The developed IVIVE model accurately predicted the pharmacokinetics of efavirenz and artemether and their interaction. The main pharmacokinetic variables for different dosing strategies were simulated and the effect of efavirenz on artemether clearance and bioavailability has been quantified. The clarification of the magnitude of drug-drug interaction between efavirenz and artemether is clinically relevant since sub-therapeutic artemether concentrations can lead to therapeutic failure.
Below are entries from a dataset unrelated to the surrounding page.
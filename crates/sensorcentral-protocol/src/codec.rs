//! JSON codec and HTTP header set for telemetry posts.

use crate::messages::{ControlMessage, DataMessage};
use thiserror::Error;

/// Product version sent with every post.
pub const PRODUCT_VERSION: &str = env!("CARGO_PKG_VERSION");

/// Short note describing the most recent firmware change.
pub const LAST_CHANGE: &str = "Pluggable sensor backends";

pub const VERSION_HEADER: &str = "X-SensorCentral-Version";
pub const LAST_CHANGE_HEADER: &str = "X-SensorCentral-LastChange";

/// Errors that can occur during message encoding/decoding.
#[derive(Debug, Error)]
pub enum CodecError {
    /// JSON serialization failed.
    #[error("Failed to serialize message: {0}")]
    SerializeError(#[from] serde_json::Error),
}

/// Encode a data message. Identical input always yields identical bytes.
pub fn encode_data_message(msg: &DataMessage) -> Result<String, CodecError> {
    serde_json::to_string(msg).map_err(CodecError::from)
}

pub fn encode_control_message(msg: &ControlMessage) -> Result<String, CodecError> {
    serde_json::to_string(msg).map_err(CodecError::from)
}

/// Decode a data message, e.g. as received by a collector.
pub fn decode_data_message(text: &str) -> Result<DataMessage, CodecError> {
    serde_json::from_str(text).map_err(CodecError::from)
}

pub fn decode_control_message(text: &str) -> Result<ControlMessage, CodecError> {
    serde_json::from_str(text).map_err(CodecError::from)
}

/// Full URL for a configured endpoint; bare hosts are posted over plain HTTP.
pub fn endpoint_url(endpoint: &str) -> String {
    if endpoint.starts_with("http://") || endpoint.starts_with("https://") {
        endpoint.to_string()
    } else {
        format!("http://{}", endpoint)
    }
}

/// Headers for a telemetry post of `body_len` bytes.
///
/// `Authorization` is present only when `token` is non-empty.
pub fn telemetry_headers(body_len: usize, token: &str) -> Vec<(String, String)> {
    let mut headers = vec![
        ("Content-Type".to_string(), "application/json".to_string()),
        ("Content-Length".to_string(), body_len.to_string()),
        (VERSION_HEADER.to_string(), PRODUCT_VERSION.to_string()),
        (LAST_CHANGE_HEADER.to_string(), LAST_CHANGE.to_string()),
    ];
    if !token.is_empty() {
        headers.push(("Authorization".to_string(), format!("Bearer {}", token)));
    }
    headers
}

#[cfg(test)]
mod tests {
    use super::*;
    use crate::messages::{DataMessage, ControlMessage};
    use pretty_assertions::assert_eq;
    use sensorcentral_core::{DeviceIdentity, SensorId, SensorSnapshot};
    use std::net::Ipv4Addr;

    const IDENTITY: DeviceIdentity = DeviceIdentity([0xA4, 0xCF, 0x12, 0xD8, 0x3B, 0x01]);
    const IP: Ipv4Addr = Ipv4Addr::new(192, 168, 1, 40);

    fn snapshot() -> SensorSnapshot {
        let mut snapshot = SensorSnapshot::new();
        snapshot.push(SensorId::new("A4CF12D83B01_temp").unwrap(), 21.5);
        snapshot.push(SensorId::new("A4CF12D83B01_hum").unwrap(), f32::NAN);
        snapshot
    }

    #[test]
    fn test_encode_data_message_shape() {
        let json = encode_data_message(&DataMessage::from_snapshot(&snapshot(), &IDENTITY, IP)).unwrap();
        assert_eq!(
            json,
            r#"{"msgtype":"data","deviceId":"A4:CF:12:D8:3B:01","deviceData":{"ip":"192.168.1.40"},"data":[{"sensorId":"A4CF12D83B01_temp","sensorValue":21.5},{"sensorId":"A4CF12D83B01_hum","sensorValue":null}]}"#
        );
    }

    #[test]
    fn test_encode_is_byte_identical() {
        let first = encode_data_message(&DataMessage::from_snapshot(&snapshot(), &IDENTITY, IP)).unwrap();
        let second = encode_data_message(&DataMessage::from_snapshot(&snapshot(), &IDENTITY, IP)).unwrap();
        assert_eq!(first.as_bytes(), second.as_bytes());
    }

    #[test]
    fn test_encode_control_message_shape() {
        let json = encode_control_message(&ControlMessage::restarted(&IDENTITY, IP)).unwrap();
        assert_eq!(
            json,
            r#"{"msgtype":"control","deviceId":"A4:CF:12:D8:3B:01","data":{"restart":true,"ip":"192.168.1.40"}}"#
        );
        assert_eq!(decode_control_message(&json).unwrap(), ControlMessage::restarted(&IDENTITY, IP));
    }

    #[test]
    fn test_decode_rejects_other_documents() {
        assert!(decode_data_message(r#"{"msgtype":"data"}"#).is_err());
        assert!(decode_data_message("not json").is_err());
    }

    #[test]
    fn test_endpoint_url() {
        assert_eq!(endpoint_url("collector.local/api"), "http://collector.local/api");
        assert_eq!(endpoint_url("https://collector.example/api"), "https://collector.example/api");
    }

    #[test]
    fn test_headers_with_and_without_token() {
        let headers = telemetry_headers(42, "abc.def");
        assert_eq!(headers[1], ("Content-Length".to_string(), "42".to_string()));
        assert!(headers.iter().any(|(k, _)| k == VERSION_HEADER));
        assert!(headers.iter().any(|(k, _)| k == LAST_CHANGE_HEADER));
        assert_eq!(
            headers.last().unwrap(),
            &("Authorization".to_string(), "Bearer abc.def".to_string())
        );

        let headers = telemetry_headers(42, "");
        assert!(headers.iter().all(|(k, _)| k != "Authorization"));
        assert_eq!(headers.len(), 4);
    }
}
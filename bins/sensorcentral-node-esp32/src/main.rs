//! SensorCentral sensor node firmware for ESP32.
//!
//! This binary requires the ESP32 Rust toolchain.
//!
//! The transport is chosen at build time: the default `wifi` feature runs a
//! station plus a local access point, `ethernet` (with
//! `--no-default-features --features std,esp-idf-svc/native,ethernet`) uses an
//! RMII PHY in the WT32-ETH01 layout.
//!
//! Pins:
//! - 1-Wire buses: GPIO14, GPIO15
//! - DHT22: GPIO4
//! - Binary switch: GPIO39
//! - Watchdog pat line: GPIO32, print LED: GPIO33, HTTP LED: GPIO2

use esp_idf_svc::eventloop::EspSystemEventLoop;
use esp_idf_svc::hal::delay::FreeRtos;
use esp_idf_svc::hal::prelude::Peripherals;
use esp_idf_svc::log::EspLogger;
use esp_idf_svc::nvs::EspDefaultNvsPartition;
use log::{error, info, warn};
use sensorcentral_core::{select_backend, ConfigStore, SensorHardware};
use sensorcentral_esp32::hardware::{BoardIndicators, Dht22Port, OneWirePort, SwitchPin};
use sensorcentral_esp32::http::{self, EspClient};
use sensorcentral_esp32::storage::NvsRegion;
use sensorcentral_node::{
    log_boot_settings, BootError, Clock, LoopControl, NetworkTransport, Node, SystemClock,
};
use std::sync::mpsc;

#[cfg(all(feature = "wifi", feature = "ethernet"))]
compile_error!("features `wifi` and `ethernet` are mutually exclusive");

#[cfg(not(any(feature = "wifi", feature = "ethernet")))]
compile_error!("enable one of the `wifi` or `ethernet` features");

/// Main loop pacing; short against the 200 ms settle window.
const LOOP_DELAY_MS: u32 = 10;

/// Time for the restart page to leave the socket before rebooting.
const RESTART_DELAY_MS: u32 = 500;

const HALT_HEARTBEAT_MS: u32 = 10_000;

fn main() -> anyhow::Result<()> {
    esp_idf_svc::sys::link_patches();
    EspLogger::initialize_default();

    let peripherals = Peripherals::take()?;
    let sysloop = EspSystemEventLoop::take()?;
    let nvs = EspDefaultNvsPartition::take()?;
    let pins = peripherals.pins;

    let mut store = ConfigStore::new(NvsRegion::open(nvs.clone())?);
    let config = store.load_configuration();
    let credentials = store.load_credentials();
    log_boot_settings(&config, cfg!(feature = "wifi").then_some(&credentials));

    let clock = SystemClock::new();
    let (tx, rx) = mpsc::channel();

    // The server needs the driver's netif but must not wait for the transport
    // to boot; requests queue until the main loop runs
    #[cfg(feature = "wifi")]
    let (booted, _server) = {
        use sensorcentral_esp32::wifi::EspRadio;
        use sensorcentral_node::transport::StationAndAccessPoint;

        let radio = EspRadio::new(peripherals.modem, sysloop.clone(), nvs)?;
        let server = http::start_server(tx)?;
        let booted = StationAndAccessPoint::boot(radio, EspClient, credentials.clone(), clock.now_ms());
        (booted, server)
    };

    #[cfg(feature = "ethernet")]
    let (booted, _server) = {
        use esp_idf_svc::eth::{EspEth, EthDriver, RmiiClockConfig, RmiiEthChipset};
        use esp_idf_svc::hal::gpio;
        use sensorcentral_esp32::ethernet::EthernetPort;
        use sensorcentral_node::transport::WiredWithLease;

        let driver = EthDriver::new_rmii(
            peripherals.mac,
            pins.gpio25,
            pins.gpio26,
            pins.gpio27,
            pins.gpio23,
            pins.gpio22,
            pins.gpio21,
            pins.gpio19,
            pins.gpio18,
            RmiiClockConfig::<gpio::Gpio0, gpio::Gpio16, gpio::Gpio17>::Input(pins.gpio0),
            Some(pins.gpio16),
            RmiiEthChipset::LAN87XX,
            Some(1),
            sysloop.clone(),
        );
        let eth = match driver.and_then(EspEth::wrap) {
            Ok(eth) => Some(eth),
            Err(e) => {
                error!("Ethernet PHY not available: {:?}", e);
                None
            }
        };
        let server = http::start_server(tx)?;
        (WiredWithLease::boot(EthernetPort::new(eth), EspClient), server)
    };

    let transport = match booted {
        Ok(transport) => transport,
        Err(e) => halt(e),
    };

    let identity = transport.hardware_identity();
    let hardware = SensorHardware {
        probe_buses: vec![
            Box::new(OneWirePort::new(pins.gpio14.into(), "GPIO14")),
            Box::new(OneWirePort::new(pins.gpio15.into(), "GPIO15")),
        ],
        climate: Some(Box::new(Dht22Port::new(pins.gpio4.into(), "GPIO4"))),
        switch: Some(Box::new(SwitchPin::new(pins.gpio39.into(), "GPIO39"))),
    };
    let backend = select_backend(&config.sensor_type, &identity, hardware);
    let indicators = BoardIndicators::new(pins.gpio32.into(), pins.gpio33.into(), pins.gpio2.into())?;

    let mut node = Node::new(transport, store, config, Some(credentials), backend, clock)
        .with_indicators(Box::new(indicators))
        .with_requests(Box::new(rx));

    info!("Entering main loop");
    loop {
        if node.tick() == LoopControl::Restart {
            FreeRtos::delay_ms(RESTART_DELAY_MS);
            info!("Restarting");
            unsafe { esp_idf_svc::sys::esp_restart() };
        }
        FreeRtos::delay_ms(LOOP_DELAY_MS);
    }
}

/// Without a network there is nothing to do but wait for a power cycle.
fn halt(e: BootError) -> ! {
    loop {
        warn!("Halted: {}", e);
        FreeRtos::delay_ms(HALT_HEARTBEAT_MS);
    }
}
The IVIVE approach can be applied to not only to predict the utility of potential dose adjustments but also for the management of drug-drug interactions in special populations such as paediatric, elderly and patients affected by multiple morbidities.

This simulation approach can be viewed as a paradigmatic example demonstrating that IVIVE can be used to investigate clinically relevant ‘what-if’ questions and to inform the design of prospective clinical trials. As previously demonstrated in numerous studies, IVIVE can be used to predict pharmacokinetics in numerous diseases, investigating molecular mechanisms which can impact drug disposition and to inform future clinical studies. Wider application of IVIVE could help researchers gain a better understanding of the molecular mechanisms underpinning variability in drug disposition, an essential condition to further improve the quality of future research projects. Future application of this approach may include other drug-drug interaction simulations, dose optimisation in special populations, prediction of pharmacogenetic effects and optimisation of treatment strategies.